### Excerpts from a dataset
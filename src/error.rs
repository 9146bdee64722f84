//! Error types for the color extractor.

use thiserror::Error;

/// Errors produced while building a pixel buffer or parsing colors.
///
/// Lookups outside the image, operations without a loaded image and duplicate
/// colors are not errors: they surface as `None` or [`crate::AddOutcome::Duplicate`].
#[derive(Debug, Error)]
pub enum ExtractError {
    /// Width or height was zero.
    #[error("invalid dimensions: width and height must be non-zero")]
    InvalidDimensions,

    /// The RGBA sample slice does not hold exactly width * height * 4 bytes.
    #[error("buffer length mismatch: expected {expected} bytes, got {actual}")]
    BufferLength { expected: usize, actual: usize },

    /// Encoded image bytes could not be decoded.
    #[error("unable to decode image: {0}")]
    Decode(#[from] image::ImageError),

    /// A hex color string could not be parsed.
    #[error("invalid hex color: {0}")]
    InvalidHex(String),
}
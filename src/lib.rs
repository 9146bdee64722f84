//! Color extraction for an interactive image viewer.
//!
//! Colors come from two places: the eyedropper, which samples single pixels
//! under the pointer, and auto-detection, which runs a small k-means over
//! randomly sampled pixels to find the dominant colors. Both feed one ordered,
//! hex-deduplicated [`ColorCollection`] that the UI renders.
//!
//! [`Workspace`] ties it together for native callers; [`ColorPicker`] exposes
//! the same operations to JavaScript.

pub mod buffer;
pub mod cluster;
pub mod collection;
pub mod color;
pub mod error;
pub mod wasm;
pub mod workspace;

pub use buffer::PixelBuffer;
pub use cluster::{Cluster, ClusterConfig, dominant_colors};
pub use collection::{AddOutcome, ColorCollection, ColorEntry};
pub use color::{Color, Hsl, parse_hex, rgb_to_css, rgb_to_hex, rgb_to_hsl};
pub use error::ExtractError;
pub use wasm::{ColorPicker, PickStatus};
pub use workspace::{Viewport, Workspace};
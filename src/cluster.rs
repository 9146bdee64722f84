//! Dominant colors through approximate k-means over RGB.
//!
//! A fixed number of pixels is drawn at random (with replacement), `k` of
//! those samples seed the centroids, and a fixed number of assign/update
//! passes follows. There is no convergence test: cost is bounded by
//! `sample_size * k * iterations` regardless of image size.
//!
//! Ties go to the lowest centroid index, and a centroid that loses all its
//! pixels keeps its previous value instead of being reseeded.

use log::{debug, info};
use palette::Srgb;
use rand::Rng;
use serde::{Deserialize, Serialize};

use crate::buffer::PixelBuffer;

const DEFAULT_K: usize = 5;
const DEFAULT_SAMPLE_SIZE: usize = 10_000;
const DEFAULT_ITERATIONS: usize = 5;

/// Tunables for [`dominant_colors`].
#[derive(Debug, Clone, Copy, PartialEq, Eq, Serialize, Deserialize)]
#[serde(default)]
pub struct ClusterConfig {
    /// Number of centroids, and the maximum number of colors reported.
    pub k: usize,
    /// Pixels drawn from the image per run.
    pub sample_size: usize,
    /// Assign/update passes.
    pub iterations: usize,
}

impl Default for ClusterConfig {
    fn default() -> Self {
        Self {
            k: DEFAULT_K,
            sample_size: DEFAULT_SAMPLE_SIZE,
            iterations: DEFAULT_ITERATIONS,
        }
    }
}

impl ClusterConfig {
    pub fn with_k(self, k: usize) -> Self {
        Self { k, ..self }
    }
}

/// A final centroid and the number of samples assigned to it in the last pass.
#[derive(Debug, Clone, Copy, PartialEq, Eq)]
pub struct Cluster {
    pub centroid: Srgb<u8>,
    pub population: usize,
}

#[derive(Debug, Clone, Copy)]
struct Centroid {
    rgb: Srgb<u8>,
    count: usize,
    sum: [u64; 3],
}

impl Centroid {
    fn seed(rgb: Srgb<u8>) -> Self {
        Self {
            rgb,
            count: 0,
            sum: [0; 3],
        }
    }

    fn reset(&mut self) {
        self.count = 0;
        self.sum = [0; 3];
    }

    fn push(&mut self, px: Srgb<u8>) {
        self.count += 1;
        self.sum[0] += px.red as u64;
        self.sum[1] += px.green as u64;
        self.sum[2] += px.blue as u64;
    }

    /// Moves to the rounded mean of the assigned pixels; empty centroids stay put.
    fn recenter(&mut self) {
        if self.count == 0 {
            return;
        }
        let n = self.count as f64;
        let mean = |s: u64| (s as f64 / n).round() as u8;
        self.rgb = Srgb::new(mean(self.sum[0]), mean(self.sum[1]), mean(self.sum[2]));
    }
}

/// Squared Euclidean distance in RGB; ordering matches the true distance.
#[inline(always)]
fn distance_sq(a: Srgb<u8>, b: Srgb<u8>) -> i32 {
    let dr = a.red as i32 - b.red as i32;
    let dg = a.green as i32 - b.green as i32;
    let db = a.blue as i32 - b.blue as i32;
    dr * dr + dg * dg + db * db
}

/// Index of the closest centroid; the first strict minimum wins.
fn nearest(px: Srgb<u8>, centroids: &[Centroid]) -> usize {
    let mut best_idx = 0;
    let mut best_dist = i32::MAX;
    for (idx, c) in centroids.iter().enumerate() {
        let dist = distance_sq(px, c.rgb);
        if dist < best_dist {
            best_dist = dist;
            best_idx = idx;
        }
    }
    best_idx
}

fn sample_pixels<R: Rng + ?Sized>(
    buffer: &PixelBuffer,
    sample_size: usize,
    rng: &mut R,
) -> Vec<Srgb<u8>> {
    let total = buffer.pixel_count();
    (0..sample_size)
        .filter_map(|_| buffer.rgb_at_index(rng.random_range(0..total)))
        .collect()
}

/// Runs approximate k-means over `buffer` and returns every centroid, most
/// populated first.
///
/// Clusters with equal population keep their centroid index order. Clusters
/// with zero population are included; callers decide whether to show them.
/// Returns an empty list when `k` or `sample_size` is zero.
pub fn dominant_colors<R: Rng + ?Sized>(
    buffer: &PixelBuffer,
    config: &ClusterConfig,
    rng: &mut R,
) -> Vec<Cluster> {
    if config.k == 0 || config.sample_size == 0 {
        return Vec::new();
    }

    let samples = sample_pixels(buffer, config.sample_size, rng);
    if samples.is_empty() {
        return Vec::new();
    }

    let mut centroids: Vec<Centroid> = (0..config.k)
        .map(|_| Centroid::seed(samples[rng.random_range(0..samples.len())]))
        .collect();

    for iter in 0..config.iterations {
        centroids.iter_mut().for_each(Centroid::reset);

        for &px in &samples {
            let idx = nearest(px, &centroids);
            centroids[idx].push(px);
        }

        centroids.iter_mut().for_each(Centroid::recenter);

        let empty = centroids.iter().filter(|c| c.count == 0).count();
        debug!("k-means pass {}: {} empty of {} centroids", iter + 1, empty, config.k);
    }

    let mut clusters: Vec<Cluster> = centroids
        .iter()
        .map(|c| Cluster {
            centroid: c.rgb,
            population: c.count,
        })
        .collect();
    // Stable, so equal populations keep index order.
    clusters.sort_by(|a, b| b.population.cmp(&a.population));

    info!(
        "Clustered {} samples into {} centroids over {} passes",
        samples.len(),
        config.k,
        config.iterations
    );
    clusters
}
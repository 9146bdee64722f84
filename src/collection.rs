//! Ordered, hex-deduplicated list of extracted colors.

use log::debug;
use serde::Serialize;

use crate::color::{Hsl, rgb_to_css, rgb_to_hex, rgb_to_hsl};

/// One extracted color with its display strings computed at insertion.
#[derive(Debug, Clone, PartialEq, Eq, Serialize)]
pub struct ColorEntry {
    pub r: u8,
    pub g: u8,
    pub b: u8,
    /// `#rrggbb`, lowercase.
    pub hex: String,
    /// `rgb(r, g, b)`.
    pub rgb: String,
    pub hsl: Hsl,
    /// `hsl(h, s%, l%)`.
    pub hsl_string: String,
}

impl ColorEntry {
    pub fn new(r: u8, g: u8, b: u8) -> Self {
        let hsl = rgb_to_hsl(r, g, b);
        Self {
            r,
            g,
            b,
            hex: rgb_to_hex(r, g, b),
            rgb: rgb_to_css(r, g, b),
            hsl,
            hsl_string: hsl.to_string(),
        }
    }
}

/// Result of [`ColorCollection::add`].
#[derive(Debug, Clone, PartialEq, Eq)]
pub enum AddOutcome {
    Added(ColorEntry),
    /// An entry with the same hex already exists; nothing changed.
    Duplicate,
}

impl AddOutcome {
    pub fn is_added(&self) -> bool {
        matches!(self, AddOutcome::Added(_))
    }
}

#[derive(Debug, Clone, Default)]
pub struct ColorCollection {
    entries: Vec<ColorEntry>,
}

impl ColorCollection {
    pub fn new() -> Self {
        Self::default()
    }

    /// Appends `(r, g, b)` unless an entry with the same hex is already present.
    pub fn add(&mut self, r: u8, g: u8, b: u8) -> AddOutcome {
        let hex = rgb_to_hex(r, g, b);
        if self.contains_hex(&hex) {
            debug!("Color {hex} already collected");
            return AddOutcome::Duplicate;
        }

        let entry = ColorEntry::new(r, g, b);
        self.entries.push(entry.clone());
        AddOutcome::Added(entry)
    }

    pub fn contains_hex(&self, hex: &str) -> bool {
        self.entries.iter().any(|e| e.hex.eq_ignore_ascii_case(hex))
    }

    pub fn clear(&mut self) {
        self.entries.clear();
    }

    pub fn list(&self) -> &[ColorEntry] {
        &self.entries
    }

    pub fn len(&self) -> usize {
        self.entries.len()
    }

    pub fn is_empty(&self) -> bool {
        self.entries.is_empty()
    }
}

### Exercise prompt
Filter the records above for lines containing the word "ColorCollection", and copy those lines.

### Result of the task
//! hex-deduplicated [`ColorCollection`] that the UI renders.
pub use collection::{AddOutcome, ColorCollection, ColorEntry};
/// Result of [`ColorCollection::add`].
pub struct ColorCollection {
impl ColorCollection {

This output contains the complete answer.